Records for this task: Begin
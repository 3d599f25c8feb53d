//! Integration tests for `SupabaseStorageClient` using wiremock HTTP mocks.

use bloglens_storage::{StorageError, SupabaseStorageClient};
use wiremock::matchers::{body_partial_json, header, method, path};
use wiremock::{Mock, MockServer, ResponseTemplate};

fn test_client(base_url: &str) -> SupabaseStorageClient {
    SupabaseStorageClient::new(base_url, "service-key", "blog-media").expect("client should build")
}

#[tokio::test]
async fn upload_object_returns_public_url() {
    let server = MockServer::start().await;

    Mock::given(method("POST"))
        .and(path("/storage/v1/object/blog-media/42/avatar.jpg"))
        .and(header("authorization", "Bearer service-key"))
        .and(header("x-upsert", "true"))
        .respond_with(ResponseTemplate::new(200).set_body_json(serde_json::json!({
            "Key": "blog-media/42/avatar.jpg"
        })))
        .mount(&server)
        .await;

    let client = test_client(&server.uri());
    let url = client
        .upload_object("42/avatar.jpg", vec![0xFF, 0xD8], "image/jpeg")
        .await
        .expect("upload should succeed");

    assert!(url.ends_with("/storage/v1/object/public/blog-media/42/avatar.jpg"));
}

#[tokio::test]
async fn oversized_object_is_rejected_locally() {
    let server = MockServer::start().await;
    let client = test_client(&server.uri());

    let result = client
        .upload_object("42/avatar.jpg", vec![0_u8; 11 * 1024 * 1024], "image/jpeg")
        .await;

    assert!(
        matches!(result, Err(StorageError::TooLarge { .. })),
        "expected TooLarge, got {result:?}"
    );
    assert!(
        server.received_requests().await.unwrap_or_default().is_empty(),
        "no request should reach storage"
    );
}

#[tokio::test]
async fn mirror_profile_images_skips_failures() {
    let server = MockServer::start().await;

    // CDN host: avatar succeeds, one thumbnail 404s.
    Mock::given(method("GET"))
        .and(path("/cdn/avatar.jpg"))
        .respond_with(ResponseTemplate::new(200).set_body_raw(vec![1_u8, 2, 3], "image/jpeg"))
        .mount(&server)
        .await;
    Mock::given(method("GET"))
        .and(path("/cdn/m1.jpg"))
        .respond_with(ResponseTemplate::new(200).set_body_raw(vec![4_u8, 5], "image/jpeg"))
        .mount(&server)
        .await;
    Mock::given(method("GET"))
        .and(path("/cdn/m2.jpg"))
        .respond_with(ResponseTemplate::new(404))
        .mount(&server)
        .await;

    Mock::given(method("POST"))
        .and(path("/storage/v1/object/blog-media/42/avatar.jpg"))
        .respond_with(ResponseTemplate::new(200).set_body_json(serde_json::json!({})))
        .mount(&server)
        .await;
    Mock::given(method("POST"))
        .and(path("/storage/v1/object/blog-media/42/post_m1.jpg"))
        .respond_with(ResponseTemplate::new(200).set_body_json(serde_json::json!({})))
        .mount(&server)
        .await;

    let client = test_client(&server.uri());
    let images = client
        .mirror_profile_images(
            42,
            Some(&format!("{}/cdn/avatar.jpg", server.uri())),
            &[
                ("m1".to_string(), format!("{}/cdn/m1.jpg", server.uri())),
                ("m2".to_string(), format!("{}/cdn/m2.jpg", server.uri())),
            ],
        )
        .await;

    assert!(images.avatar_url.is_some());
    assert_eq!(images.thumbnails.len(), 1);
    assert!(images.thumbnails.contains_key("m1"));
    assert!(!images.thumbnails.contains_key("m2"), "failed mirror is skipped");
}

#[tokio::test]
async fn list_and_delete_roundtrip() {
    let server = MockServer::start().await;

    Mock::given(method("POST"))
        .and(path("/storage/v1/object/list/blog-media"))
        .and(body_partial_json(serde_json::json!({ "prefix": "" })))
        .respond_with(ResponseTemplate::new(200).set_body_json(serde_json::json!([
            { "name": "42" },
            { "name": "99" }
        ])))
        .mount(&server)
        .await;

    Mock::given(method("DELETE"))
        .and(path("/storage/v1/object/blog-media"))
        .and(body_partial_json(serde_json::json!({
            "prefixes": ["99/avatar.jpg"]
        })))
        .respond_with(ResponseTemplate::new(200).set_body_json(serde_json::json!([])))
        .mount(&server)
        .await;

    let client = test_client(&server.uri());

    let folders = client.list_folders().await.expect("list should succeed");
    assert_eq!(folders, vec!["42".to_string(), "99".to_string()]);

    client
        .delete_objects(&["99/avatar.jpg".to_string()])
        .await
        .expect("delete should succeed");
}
Records for this task: End
*Try it*.
Once you have read the records above, set each one down again exactly.

*Written solution*.
repository 3d599f25c8feb53d
//! Integration tests for `SupabaseStorageClient` using wiremock HTTP mocks.

use bloglens_storage::{StorageError, SupabaseStorageClient};
use wiremock::matchers::{body_partial_json, header, method, path};
use wiremock::{Mock, MockServer, ResponseTemplate};

fn test_client(base_url: &str) -> SupabaseStorageClient {
    SupabaseStorageClient::new(base_url, "service-key", "blog-media").expect("client should build")
}

#[tokio::test]
async fn upload_object_returns_public_url() {
    let server = MockServer::start().await;

    Mock::given(method("POST"))
        .and(path("/storage/v1/object/blog-media/42/avatar.jpg"))
        .and(header("authorization", "Bearer service-key"))
        .and(header("x-upsert", "true"))
        .respond_with(ResponseTemplate::new(200).set_body_json(serde_json::json!({
            "Key": "blog-media/42/avatar.jpg"
        })))
        .mount(&server)
        .await;

    let client = test_client(&server.uri());
    let url = client
        .upload_object("42/avatar.jpg", vec![0xFF, 0xD8], "image/jpeg")
        .await
        .expect("upload should succeed");

    assert!(url.ends_with("/storage/v1/object/public/blog-media/42/avatar.jpg"));
}

#[tokio::test]
async fn oversized_object_is_rejected_locally() {
    let server = MockServer::start().await;
    let client = test_client(&server.uri());

    let result = client
        .upload_object("42/avatar.jpg", vec![0_u8; 11 * 1024 * 1024], "image/jpeg")
        .await;

    assert!(
        matches!(result, Err(StorageError::TooLarge { .. })),
        "expected TooLarge, got {result:?}"
    );
    assert!(
        server.received_requests().await.unwrap_or_default().is_empty(),
        "no request should reach storage"
    );
}

#[tokio::test]
async fn mirror_profile_images_skips_failures() {
    let server = MockServer::start().await;

    // CDN host: avatar succeeds, one thumbnail 404s.
    Mock::given(method("GET"))
        .and(path("/cdn/avatar.jpg"))
        .respond_with(ResponseTemplate::new(200).set_body_raw(vec![1_u8, 2, 3], "image/jpeg"))
        .mount(&server)
        .await;
    Mock::given(method("GET"))
        .and(path("/cdn/m1.jpg"))
        .respond_with(ResponseTemplate::new(200).set_body_raw(vec![4_u8, 5], "image/jpeg"))
        .mount(&server)
        .await;
    Mock::given(method("GET"))
        .and(path("/cdn/m2.jpg"))
        .respond_with(ResponseTemplate::new(404))
        .mount(&server)
        .await;

    Mock::given(method("POST"))
        .and(path("/storage/v1/object/blog-media/42/avatar.jpg"))
        .respond_with(ResponseTemplate::new(200).set_body_json(serde_json::json!({})))
        .mount(&server)
        .await;
    Mock::given(method("POST"))
        .and(path("/storage/v1/object/blog-media/42/post_m1.jpg"))
        .respond_with(ResponseTemplate::new(200).set_body_json(serde_json::json!({})))
        .mount(&server)
        .await;

    let client = test_client(&server.uri());
    let images = client
        .mirror_profile_images(
            42,
            Some(&format!("{}/cdn/avatar.jpg", server.uri())),
            &[
                ("m1".to_string(), format!("{}/cdn/m1.jpg", server.uri())),
                ("m2".to_string(), format!("{}/cdn/m2.jpg", server.uri())),
            ],
        )
        .await;

    assert!(images.avatar_url.is_some());
    assert_eq!(images.thumbnails.len(), 1);
    assert!(images.thumbnails.contains_key("m1"));
    assert!(!images.thumbnails.contains_key("m2"), "failed mirror is skipped");
}

#[tokio::test]
async fn list_and_delete_roundtrip() {
    let server = MockServer::start().await;

    Mock::given(method("POST"))
        .and(path("/storage/v1/object/list/blog-media"))
        .and(body_partial_json(serde_json::json!({ "prefix": "" })))
        .respond_with(ResponseTemplate::new(200).set_body_json(serde_json::json!([
            { "name": "42" },
            { "name": "99" }
        ])))
        .mount(&server)
        .await;

    Mock::given(method("DELETE"))
        .and(path("/storage/v1/object/blog-media"))
        .and(body_partial_json(serde_json::json!({
            "prefixes": ["99/avatar.jpg"]
        })))
        .respond_with(ResponseTemplate::new(200).set_body_json(serde_json::json!([])))
        .mount(&server)
        .await;

    let client = test_client(&server.uri());

    let folders = client.list_folders().await.expect("list should succeed");
    assert_eq!(folders, vec!["42".to_string(), "99".to_string()]);

    client
        .delete_objects(&["99/avatar.jpg".to_string()])
        .await
        .expect("delete should succeed");
}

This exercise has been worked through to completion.